In this open-label, single-arm study, calciphylaxis patients on thrice-weekly hemodialysis and standard care, received intravenous SNF472 3 times per week for 12 weeks. The primary endpoint was wound healing assessed using the quantitative Bates-Jensen Wound Assessment Tool (BWAT). Pain visual analog scale (VAS), quality of life (wound-QoL), and qualitative wound image review were secondary endpoints. Quantitative changes from baseline were analyzed by paired t-tests using multiple imputation to account for missing observations.
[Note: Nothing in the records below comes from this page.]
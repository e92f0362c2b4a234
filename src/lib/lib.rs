mod aggregation;
mod billing;
mod config;
mod error;
mod io;
mod types;
mod utils;

use std::{fs, path::Path};

use tracing::info;

pub use aggregation::{aggregate_by_owner_month, BILLING_FIELDS};
pub use billing::{compute_billing, RESERVATION_FIELDS};
pub use config::PipelineConfig;
pub use error::{PipelineError, Result, RowError};
pub use io::{parse_records, read_records, write_billing, write_owner_months};
pub use types::{
    Batch, BillingRecord, MonetaryAmount, Month, OwnerId, OwnerMonthAggregate, RawRecord,
    RejectedRow, ReservationRecord,
};

/// Row counts for one stage.
#[derive(Debug, Clone, Copy, Default, PartialEq, Eq)]
pub struct StageReport {
    pub read: usize,
    pub written: usize,
    pub rejected: usize,
}

#[derive(Debug, Clone, Copy, Default, PartialEq, Eq)]
pub struct PipelineReport {
    pub billing: StageReport,
    pub aggregation: StageReport,
}

pub fn run_billing_stage(input: &Path, output: &Path) -> Result<StageReport> {
    let rows = read_records(input)?;
    let read = rows.len();

    let batch = compute_billing(rows);
    let written = write_billing(output, &batch.records)?;

    let report = StageReport {
        read,
        written,
        rejected: batch.rejected.len(),
    };
    info!(
        read = report.read,
        written = report.written,
        rejected = report.rejected,
        "billing stage finished"
    );
    Ok(report)
}

pub fn run_aggregation_stage(input: &Path, output: &Path) -> Result<StageReport> {
    let rows = read_records(input)?;
    let read = rows.len();

    let batch = aggregate_by_owner_month(rows);
    let written = write_owner_months(output, &batch.records)?;

    let report = StageReport {
        read,
        written,
        rejected: batch.rejected.len(),
    };
    info!(
        read = report.read,
        written = report.written,
        rejected = report.rejected,
        "owner/month aggregation finished"
    );
    Ok(report)
}

/// Creates the working directories, then runs billing followed by aggregation.
///
/// Aggregation reads the billing output, so it only starts once billing has
/// written and closed its file. A missing reservations file stops the run
/// before anything is written.
pub fn run_pipeline(config: &PipelineConfig) -> Result<PipelineReport> {
    for dir in config.directories() {
        fs::create_dir_all(dir)?;
    }

    let billing = run_billing_stage(&config.reservations_path, &config.billing_path)?;
    let aggregation = run_aggregation_stage(&config.billing_path, &config.owner_month_path)?;

    Ok(PipelineReport {
        billing,
        aggregation,
    })
}
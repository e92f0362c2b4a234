use std::path::{Path, PathBuf};

pub const DATA_DIR: &str = "file/bd";
pub const OUTPUT_DIR: &str = "file/saida";
pub const RESERVATIONS_FILE: &str = "bd_entrada.csv";
pub const BILLING_FILE: &str = "bd_faturamento.csv";
pub const OWNER_MONTH_FILE: &str = "bd_faturamento_locador.csv";

/// Where the pipeline reads from and writes to.
#[derive(Debug, Clone, PartialEq, Eq)]
pub struct PipelineConfig {
    pub data_dir: PathBuf,
    pub output_dir: PathBuf,
    pub reservations_path: PathBuf,
    pub billing_path: PathBuf,
    pub owner_month_path: PathBuf,
}

impl PipelineConfig {
    /// The standard layout placed under `base`.
    pub fn rooted_at(base: impl AsRef<Path>) -> Self {
        let base = base.as_ref();
        let data_dir = base.join(DATA_DIR);
        let output_dir = base.join(OUTPUT_DIR);
        Self {
            reservations_path: data_dir.join(RESERVATIONS_FILE),
            billing_path: output_dir.join(BILLING_FILE),
            owner_month_path: output_dir.join(OWNER_MONTH_FILE),
            data_dir,
            output_dir,
        }
    }

    pub fn directories(&self) -> [&Path; 2] {
        [&self.data_dir, &self.output_dir]
    }
}

impl Default for PipelineConfig {
    fn default() -> Self {
        Self::rooted_at("")
    }
}
use std::time::Duration;

pub const DEFAULT_TIMEOUT: Duration = Duration::from_secs(1);
pub const DEFAULT_WORKERS: usize = 100;

#[derive(Debug, Clone)]
pub struct Config {
    /// How long a single echo request may wait for a reply.
    pub timeout: Duration,
    /// Number of concurrent probe-and-enrich workers. Never below 1.
    pub workers: usize,
    /// Disables reverse-DNS lookups for reachable hosts.
    ///
    /// Neighbor-table and vendor lookups still run.
    pub no_dns: bool,
    /// Render unreachable hosts as well.
    pub show_offline: bool,
}

impl Default for Config {
    fn default() -> Self {
        Self {
            timeout: DEFAULT_TIMEOUT,
            workers: DEFAULT_WORKERS,
            no_dns: false,
            show_offline: false,
        }
    }
}
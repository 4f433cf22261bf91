//! Platform-specific command lines for the utilities the scanner shells out to.
//!
//! This is the only place that branches on the operating system; everything
//! above it asks for "a ping command" or "a neighbor-table command".

use std::net::Ipv4Addr;
use std::process::Stdio;
use std::time::Duration;

use hostmap_common::error::ProbeError;
use tokio::process::Command;

pub const PING: &str = "ping";
pub const ARP: &str = "arp";
pub const IP: &str = "ip";

/// Operating system families, grouped by how their `ping` reads `-w`/`-W`.
#[derive(Debug, Clone, Copy, PartialEq, Eq)]
pub enum Platform {
    /// `-n <count> -w <milliseconds>`.
    Windows,
    /// macOS and the BSDs: `-c <count> -W <milliseconds>`.
    Bsd,
    /// Linux and remaining Unixes: `-c <count> -W <seconds>`.
    Linux,
    /// No known echo-request convention.
    Unsupported(&'static str),
}

/// A program plus its arguments, not yet spawned.
#[derive(Debug, Clone, PartialEq, Eq)]
pub struct Invocation {
    pub program: &'static str,
    pub args: Vec<String>,
}

impl Invocation {
    pub fn new(program: &'static str, args: Vec<String>) -> Self {
        Self { program, args }
    }

    /// Builds the child process. It is killed if the returned future is dropped.
    pub fn command(&self) -> Command {
        let mut cmd = Command::new(self.program);
        cmd.args(&self.args).stdin(Stdio::null()).kill_on_drop(true);
        cmd
    }
}

impl Platform {
    pub fn current() -> Self {
        if cfg!(target_os = "windows") {
            Platform::Windows
        } else if cfg!(any(
            target_os = "macos",
            target_os = "ios",
            target_os = "freebsd",
            target_os = "netbsd",
            target_os = "openbsd",
            target_os = "dragonfly"
        )) {
            Platform::Bsd
        } else if cfg!(unix) {
            Platform::Linux
        } else {
            Platform::Unsupported(std::env::consts::OS)
        }
    }

    /// Single echo request to `addr`, giving up after `timeout`.
    pub fn ping(&self, addr: Ipv4Addr, timeout: Duration) -> Result<Invocation, ProbeError> {
        let target = addr.to_string();
        let args = match self {
            Platform::Windows => vec!["-n".into(), "1".into(), "-w".into(), millis(timeout), target],
            Platform::Bsd => vec!["-c".into(), "1".into(), "-W".into(), millis(timeout), target],
            Platform::Linux => vec!["-c".into(), "1".into(), "-W".into(), whole_seconds(timeout), target],
            Platform::Unsupported(os) => return Err(ProbeError::UnsupportedPlatform(os.to_string())),
        };
        Ok(Invocation::new(PING, args))
    }

    /// Neighbor-table queries for `addr`, most preferred first.
    ///
    /// Later entries are only meant as fallbacks when an earlier program is missing.
    pub fn neighbor_queries(&self, addr: Ipv4Addr) -> Vec<Invocation> {
        let target = addr.to_string();
        match self {
            Platform::Windows => vec![Invocation::new(ARP, vec!["-a".into(), target])],
            Platform::Bsd => vec![Invocation::new(ARP, vec!["-n".into(), target])],
            Platform::Linux => vec![
                Invocation::new(IP, vec!["neigh".into(), "show".into(), target.clone()]),
                Invocation::new(ARP, vec!["-n".into(), target]),
            ],
            Platform::Unsupported(_) => Vec::new(),
        }
    }
}

fn millis(timeout: Duration) -> String {
    timeout.as_millis().max(1).to_string()
}

/// Linux `ping -W` only takes whole seconds; round up so short timeouts don't become 0.
fn whole_seconds(timeout: Duration) -> String {
    let secs = timeout.as_millis().div_ceil(1000).max(1);
    secs.to_string()
}

#[cfg(test)]
mod tests {
    use super::*;

    const TARGET: Ipv4Addr = Ipv4Addr::new(192, 168, 1, 20);

    fn args(inv: &Invocation) -> Vec<&str> {
        inv.args.iter().map(String::as_str).collect()
    }

    #[test]
    fn windows_ping_uses_milliseconds() {
        let inv = Platform::Windows.ping(TARGET, Duration::from_millis(1500)).unwrap();
        assert_eq!(inv.program, PING);
        assert_eq!(args(&inv), ["-n", "1", "-w", "1500", "192.168.1.20"]);
    }

    #[test]
    fn bsd_ping_uses_milliseconds() {
        let inv = Platform::Bsd.ping(TARGET, Duration::from_millis(250)).unwrap();
        assert_eq!(args(&inv), ["-c", "1", "-W", "250", "192.168.1.20"]);
    }

    #[test]
    fn linux_ping_rounds_up_to_seconds() {
        let short = Platform::Linux.ping(TARGET, Duration::from_millis(300)).unwrap();
        assert_eq!(args(&short), ["-c", "1", "-W", "1", "192.168.1.20"]);

        let long = Platform::Linux.ping(TARGET, Duration::from_millis(2001)).unwrap();
        assert_eq!(args(&long)[3], "3");

        let zero = Platform::Linux.ping(TARGET, Duration::ZERO).unwrap();
        assert_eq!(args(&zero)[3], "1");
    }

    #[test]
    fn unsupported_platform_is_reported() {
        let err = Platform::Unsupported("plan9").ping(TARGET, Duration::from_secs(1)).unwrap_err();
        assert_eq!(err, ProbeError::UnsupportedPlatform("plan9".into()));
        assert!(Platform::Unsupported("plan9").neighbor_queries(TARGET).is_empty());
    }

    #[test]
    fn neighbor_queries_per_platform() {
        let win = Platform::Windows.neighbor_queries(TARGET);
        assert_eq!(win.len(), 1);
        assert_eq!(win[0].program, ARP);
        assert_eq!(args(&win[0]), ["-a", "192.168.1.20"]);

        let linux = Platform::Linux.neighbor_queries(TARGET);
        assert_eq!(linux[0].program, IP);
        assert_eq!(args(&linux[0]), ["neigh", "show", "192.168.1.20"]);
        assert_eq!(linux[1].program, ARP);
        assert_eq!(args(&linux[1]), ["-n", "192.168.1.20"]);
    }

    #[test]
    fn current_platform_is_supported_on_test_hosts() {
        assert!(!matches!(Platform::current(), Platform::Unsupported(_)));
    }
}
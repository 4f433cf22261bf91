use std::net::Ipv4Addr;
use std::time::Duration;

use crate::error::ProbeError;

/// Vendor reported for a hardware address whose prefix is not in the table.
pub const UNKNOWN_VENDOR: &str = "Unknown";

/// Everything learned about one probed address.
///
/// Built once by a worker and handed to the collector untouched.
#[derive(Debug, Clone, PartialEq)]
pub struct HostRecord {
    pub address: Ipv4Addr,
    pub is_reachable: bool,
    /// Wall-clock time around the echo request. Only meaningful when reachable.
    pub latency: Duration,
    pub hostname: Option<String>,
    pub hardware_address: Option<String>,
    /// Set whenever `hardware_address` is, [`UNKNOWN_VENDOR`] if unmapped.
    pub vendor: Option<String>,
    pub probe_error: Option<ProbeError>,
}

impl HostRecord {
    pub fn new(address: Ipv4Addr) -> Self {
        Self {
            address,
            is_reachable: false,
            latency: Duration::ZERO,
            hostname: None,
            hardware_address: None,
            vendor: None,
            probe_error: None,
        }
    }

    pub fn reachable(mut self, latency: Duration) -> Self {
        self.is_reachable = true;
        self.latency = latency;
        self
    }

    pub fn unreachable(mut self, latency: Duration, error: Option<ProbeError>) -> Self {
        self.is_reachable = false;
        self.latency = latency;
        self.probe_error = error;
        self
    }

    pub fn with_hostname(mut self, hostname: Option<String>) -> Self {
        self.hostname = hostname;
        self
    }

    pub fn with_hardware_address(mut self, hardware_address: Option<String>, vendor: Option<String>) -> Self {
        self.hardware_address = hardware_address;
        self.vendor = vendor;
        self
    }
}

/// Result of one complete scan.
#[derive(Debug, Clone)]
pub struct ScanSummary {
    /// Target as the caller wrote it, for display.
    pub range: String,
    pub total_count: usize,
    pub reachable_count: usize,
    /// Completion order, not address order.
    pub records: Vec<HostRecord>,
    pub elapsed: Duration,
}

impl ScanSummary {
    pub fn with_range(mut self, range: impl Into<String>) -> Self {
        self.range = range.into();
        self
    }

    pub fn reachable(&self) -> impl Iterator<Item = &HostRecord> {
        self.records.iter().filter(|record| record.is_reachable)
    }

    /// Records sorted by address, for presentation.
    pub fn sorted_records(&self) -> Vec<&HostRecord> {
        let mut records: Vec<&HostRecord> = self.records.iter().collect();
        records.sort_by_key(|record| record.address);
        records
    }
}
Fourteen patients received SNF472. Improvements from baseline to week 12 were observed for mean BWAT score (− 8.1; P < 0.001), pain VAS (− 23.6 mm; P = 0.015) and wound-QoL global score (− 0.90; P = 0.003). Of the 9 patients with ulcerated lesions at baseline who completed treatment, wound image review showed improvement for 7. SNF472 was well tolerated with no serious treatment-related adverse events. The most common adverse events were infections which occur frequently in patients on hemodialysis. None of these were considered as treatment-related.
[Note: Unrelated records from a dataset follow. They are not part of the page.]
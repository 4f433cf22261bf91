#![cfg(test)]
use async_trait::async_trait;
use hostmap_common::config::Config;
use hostmap_common::error::TargetError;
use hostmap_common::network::host::{HostRecord, ScanSummary};
use hostmap_common::network::range::AddressRange;
use hostmap_core::DiscoveryService;
use hostmap_core::scanner::identify::{HostnameResolver, Identifier, NeighborTable};
use hostmap_core::scanner::probe::{LivenessProber, ProbeOutcome};
use hostmap_core::vendors::StaticOuiRepo;
use std::net::Ipv4Addr;
use std::process::Command;
use std::sync::Arc;
use std::time::Duration;

/// Hosts whose last octet is a multiple of three answer, after a short jittered delay.
struct EveryThird;

#[async_trait]
impl LivenessProber for EveryThird {
    async fn probe(&self, addr: Ipv4Addr, _timeout: Duration) -> ProbeOutcome {
        let last = addr.octets()[3];
        tokio::time::sleep(Duration::from_millis(u64::from(last % 5))).await;
        ProbeOutcome {
            reachable: last % 3 == 0,
            latency: Duration::from_millis(u64::from(last % 5)),
            error: None,
        }
    }
}

struct NoNames;

#[async_trait]
impl HostnameResolver for NoNames {
    async fn reverse_lookup(&self, _addr: Ipv4Addr) -> Option<String> {
        None
    }
}

struct EmptyTable;

#[async_trait]
impl NeighborTable for EmptyTable {
    async fn query(&self, _addr: Ipv4Addr) -> anyhow::Result<String> {
        Ok(String::new())
    }
}

fn offline_service() -> DiscoveryService {
    let resolver: Arc<dyn HostnameResolver> = Arc::new(NoNames);
    let identifier = Identifier::new(Some(resolver), Arc::new(EmptyTable), Arc::new(StaticOuiRepo));
    DiscoveryService::new(Arc::new(EveryThird), identifier)
}

fn assert_consistent(summary: &ScanSummary) {
    let reachable = summary.records.iter().filter(|r| r.is_reachable).count();
    assert_eq!(summary.reachable_count, reachable);
    assert_eq!(summary.total_count, summary.records.len());
}

/// `ping` may be missing or lack privileges inside containers.
fn system_ping_works() -> bool {
    let args: &[&str] = if cfg!(target_os = "windows") {
        &["-n", "1", "-w", "1000", "127.0.0.1"]
    } else {
        &["-c", "1", "127.0.0.1"]
    };
    Command::new("ping")
        .args(args)
        .output()
        .map(|out| out.status.success())
        .unwrap_or(false)
}

#[tokio::test]
async fn worker_count_does_not_change_results() {
    let addrs: Vec<Ipv4Addr> = AddressRange::parse("10.20.30.0/26").unwrap().expand();
    let n = addrs.len();
    let svc = offline_service();

    let mut counts = Vec::new();
    for workers in [1, 10, n + 10] {
        let summary = svc.scan(addrs.clone(), Duration::from_millis(100), workers).await;
        assert_consistent(&summary);
        counts.push((summary.records.len(), summary.reachable_count));
    }

    // 0, 3, ..., 63
    assert_eq!(counts, vec![(64, 22); 3]);
}

#[tokio::test]
async fn records_cover_the_whole_range_once() {
    let cfg = Config {
        workers: 7,
        ..Config::default()
    };
    let summary = offline_service()
        .discover("192.168.50.10 - 192.168.50.40", &cfg)
        .await
        .unwrap();

    assert_eq!(summary.range, "192.168.50.10 - 192.168.50.40");
    assert_eq!(summary.total_count, 31);

    let addresses: Vec<Ipv4Addr> = summary.sorted_records().iter().map(|r| r.address).collect();
    let expected: Vec<Ipv4Addr> = (10..=40).map(|i| Ipv4Addr::new(192, 168, 50, i)).collect();
    assert_eq!(addresses, expected);
}

#[tokio::test]
async fn invalid_targets_fail_before_scanning() {
    let svc = offline_service();
    let cfg = Config::default();

    assert!(matches!(
        svc.discover("invalid.ip.address", &cfg).await,
        Err(TargetError::InvalidAddress(_))
    ));
    assert!(matches!(
        svc.discover("192.168.1.0/40", &cfg).await,
        Err(TargetError::InvalidCidr(_))
    ));
    assert!(matches!(
        svc.discover("10.0.0.1-10.0.0.x", &cfg).await,
        Err(TargetError::InvalidRangeFormat(_))
    ));
}

/// Probes 127.0.0.1 with the real system `ping`.
#[tokio::test]
async fn discovery_single_loopback() {
    if !system_ping_works() {
        eprintln!("Skipping loopback test: system ping cannot reach 127.0.0.1.");
        return;
    }

    let localhost = Ipv4Addr::LOCALHOST;
    let summary = hostmap_core::scan(vec![localhost], Duration::from_millis(1000), 10).await;

    assert_eq!(summary.total_count, 1);
    assert_eq!(summary.records.len(), 1);
    assert_eq!(summary.reachable_count, 1);

    let host: &HostRecord = &summary.records[0];
    assert_eq!(host.address, localhost);
    assert!(host.is_reachable, "Localhost should be alive: {:?}", host.probe_error);
    assert!(host.latency > Duration::ZERO);
}

#[tokio::test]
async fn discovery_range_loopback() {
    if !system_ping_works() {
        eprintln!("Skipping loopback range test: system ping cannot reach 127.0.0.1.");
        return;
    }

    let cfg = Config {
        no_dns: true,
        ..Config::default()
    };
    let summary = hostmap_core::discover("127.0.0.1-127.0.0.3", &cfg).await.unwrap();

    assert_consistent(&summary);
    assert_eq!(summary.records.len(), 3, "Found incorrect amount of records");
    assert!(summary.records.iter().all(|r| r.hostname.is_none()));
}
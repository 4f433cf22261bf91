use std::collections::HashMap;
use std::sync::OnceLock;

use hostmap_common::network::host::UNKNOWN_VENDOR;

/// Known **Organizationally Unique Identifier** prefixes, as six upper-case hex digits.
const OUI_TABLE: &[(&str, &str)] = &[
    ("00000C", "Cisco Systems"),
    ("000C29", "VMware"),
    ("000D3A", "Microsoft"),
    ("00155D", "Microsoft Hyper-V"),
    ("00163E", "Xen"),
    ("001C42", "Parallels"),
    ("005056", "VMware"),
    ("080027", "Oracle VirtualBox"),
    ("28CDC1", "Apple"),
    ("3C0754", "Apple"),
    ("525400", "QEMU/KVM"),
    ("ACDE48", "Apple"),
    ("B827EB", "Raspberry Pi Foundation"),
    ("D8BBC1", "Micro-Star International"),
    ("DCA632", "Raspberry Pi Foundation"),
    ("E45F01", "Raspberry Pi Foundation"),
    ("F8FFC2", "Apple"),
];

static OUI_DB: OnceLock<HashMap<&'static str, &'static str>> = OnceLock::new();

/// Built on first use and never written again, so lookups need no locking.
fn get_oui_db() -> &'static HashMap<&'static str, &'static str> {
    OUI_DB.get_or_init(|| OUI_TABLE.iter().copied().collect())
}

/// Source of vendor names for hardware addresses.
pub trait VendorRepository: Send + Sync {
    fn get_vendor(&self, hardware_address: &str) -> Option<String>;
}

/// The built-in prefix table.
pub struct StaticOuiRepo;

impl VendorRepository for StaticOuiRepo {
    fn get_vendor(&self, hardware_address: &str) -> Option<String> {
        lookup(hardware_address).map(str::to_string)
    }
}

/// Vendor for `hardware_address`, or `"Unknown"` when it is empty or unmapped.
///
/// Accepts colon- or hyphen-separated addresses in either letter case.
pub fn vendor_for(hardware_address: &str) -> &'static str {
    lookup(hardware_address).unwrap_or(UNKNOWN_VENDOR)
}

fn lookup(hardware_address: &str) -> Option<&'static str> {
    let prefix = oui_prefix(hardware_address)?;
    get_oui_db().get(prefix.as_str()).copied()
}

/// First three octets as six upper-case hex digits.
fn oui_prefix(hardware_address: &str) -> Option<String> {
    let mut prefix = String::with_capacity(6);
    for octet in hardware_address.trim().split([':', '-']).take(3) {
        if octet.is_empty() || octet.len() > 2 || !octet.chars().all(|c| c.is_ascii_hexdigit()) {
            return None;
        }
        if octet.len() == 1 {
            prefix.push('0');
        }
        prefix.push_str(&octet.to_ascii_uppercase());
    }
    (prefix.len() == 6).then_some(prefix)
}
SNF472 was well-tolerated and improvements from baseline to week 12 in wound healing, pain, and quality of life were observed. A randomized, double-blind, placebo-controlled trial is planned to evaluate SNF472 in patients with calciphylaxis.
KeywordsSNF472 Calciphylaxis Dialysis myo-inositol hexaphosphate CUA
The study was supported by Laboratoris Sanifit. Medical writing support from Jonathan Latham of PharmaScribe, LLC was funded by Sanifit. The study was conducted in the US at Frenova Renal Research® and Davita Kidney Care sites, and in the UK at the Salford Royal NHS Foundation Trust. Sanifit thanks Dr. Barbara Bates-Jensen for permission to use the BWAT in this study.
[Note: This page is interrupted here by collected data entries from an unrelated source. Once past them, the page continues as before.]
//! # Network Discovery Service
//!
//! Implements the "discover hosts in a range" use case.
//!
//! This service pairs a [`LivenessProber`] with an [`Identifier`] and hands the
//! combination to the worker pool in [`scanner`](crate::scanner).

use std::net::Ipv4Addr;
use std::sync::Arc;
use std::time::Duration;

use async_trait::async_trait;
use hostmap_common::config::Config;
use hostmap_common::error::TargetError;
use hostmap_common::network::host::{HostRecord, ScanSummary};
use hostmap_common::network::range::AddressRange;
use tracing::info;

use crate::scanner::identify::Identifier;
use crate::scanner::probe::{LivenessProber, PingProber};
use crate::scanner::{self, HostScanner, ProgressCallback};

/// Application service for host discovery.
///
/// For every address:
/// 1. **Probing**: one echo request decides reachability and latency.
/// 2. **Enrichment**: reachable hosts get a hostname, hardware address and vendor.
#[derive(Clone)]
pub struct DiscoveryService {
    prober: Arc<dyn LivenessProber>,
    identifier: Arc<Identifier>,
    progress: Option<ProgressCallback>,
}

impl DiscoveryService {
    pub fn new(prober: Arc<dyn LivenessProber>, identifier: Identifier) -> Self {
        Self {
            prober,
            identifier: Arc::new(identifier),
            progress: None,
        }
    }

    /// Uses the system `ping`, resolver and neighbor table.
    pub fn system(cfg: &Config) -> Self {
        Self::new(Arc::new(PingProber::default()), Identifier::system(!cfg.no_dns))
    }

    pub fn with_progress(mut self, progress: ProgressCallback) -> Self {
        self.progress = Some(progress);
        self
    }

    /// Probes and enriches every address with `worker_count` concurrent workers.
    pub async fn scan(&self, addresses: Vec<Ipv4Addr>, timeout: Duration, worker_count: usize) -> ScanSummary {
        let progress = self.progress.clone();
        let this: Arc<dyn HostScanner> = Arc::new(self.clone());
        scanner::run_pool(this, addresses, timeout, worker_count, progress).await
    }

    /// Parses `range`, then scans it with the timeout and worker count from `cfg`.
    pub async fn discover(&self, range: &str, cfg: &Config) -> Result<ScanSummary, TargetError> {
        let target = AddressRange::parse(range)?;
        let addresses = target.expand();
        info!("Probing {} address(es) in {target} with {} worker(s)", addresses.len(), cfg.workers.max(1));

        let summary = self.scan(addresses, cfg.timeout, cfg.workers).await;
        Ok(summary.with_range(range.trim()))
    }
}

#[async_trait]
impl HostScanner for DiscoveryService {
    async fn scan_host(&self, addr: Ipv4Addr, timeout: Duration) -> HostRecord {
        let outcome = self.prober.probe(addr, timeout).await;
        let record = HostRecord::new(addr);

        if !outcome.reachable {
            return record.unreachable(outcome.latency, outcome.error);
        }

        let identity = self.identifier.identify(addr).await;
        record
            .reachable(outcome.latency)
            .with_hostname(identity.hostname)
            .with_hardware_address(identity.hardware_address, identity.vendor)
    }
}

/// Scans `addresses` using the system utilities and default enrichment.
pub async fn scan(addresses: Vec<Ipv4Addr>, timeout: Duration, worker_count: usize) -> ScanSummary {
    DiscoveryService::system(&Config::default())
        .scan(addresses, timeout, worker_count)
        .await
}

/// Parses `range` and scans it with the system utilities.
pub async fn discover(range: &str, cfg: &Config) -> Result<ScanSummary, TargetError> {
    DiscoveryService::system(cfg).discover(range, cfg).await
}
VB, SS, JT, AZC, PJ, CS, and JP contributed to the study concept and design. VB and SS contributed to the acquisition of data. VB, SS, RG, SM, AZC, CS, KJC, AG, and JP contributed to the conduct, analysis and interpretation of the data. SM and RG drafted the article. All authors contributed to critical editing and revising the article for important intellectual content. All authors provided final approval of the version to be published. All authors agree to be accountable for all aspects of the work.
Compliance with ethical standards
Conflict of interest
VB is a consultant to Pharmacosmos, Vifor, and FMC, received lecture fees from Amgen, Pfizer, Bayer, Pharmacosmos, Vifor, FMC, Servier, Novartis, Daiichi-Sankyo, and Cardiobridge, received a grant for the European Calciphylaxis Network EuCalNet from Amgen, and received grants from Pfizer, Bayer, Sanifit, Pharmacosmos, Vifor, FMC, Servier, Novartis, Daiichi-Sankyo, and Cardiobridge. SS is a consultant to Sanifit, and received lecture fees from Vifor Fresenius, MSD, and Boehringer Ingelheim. JT has no conflicts to disclose. KJC and PJ, are consultants to Sanifit. RG, SM and AG are employees and shareholders of Sanifit Therapeutics. AZC is an employee and shareholders of Sanifit and has a patent pending related to SNF472. CS is an employee of Sanifit and has patents related to SNF472. JP is an employee and shareholder of Sanifit, and has patents owned or controlled by Sanifit.
All procedures performed in studies involving human participants were in accordance with the ethical standards of the institutional and/or national research committee and with the 1964 Helsinki declaration and its later amendments or comparable ethical standards.
Patients gave written informed consent to participate.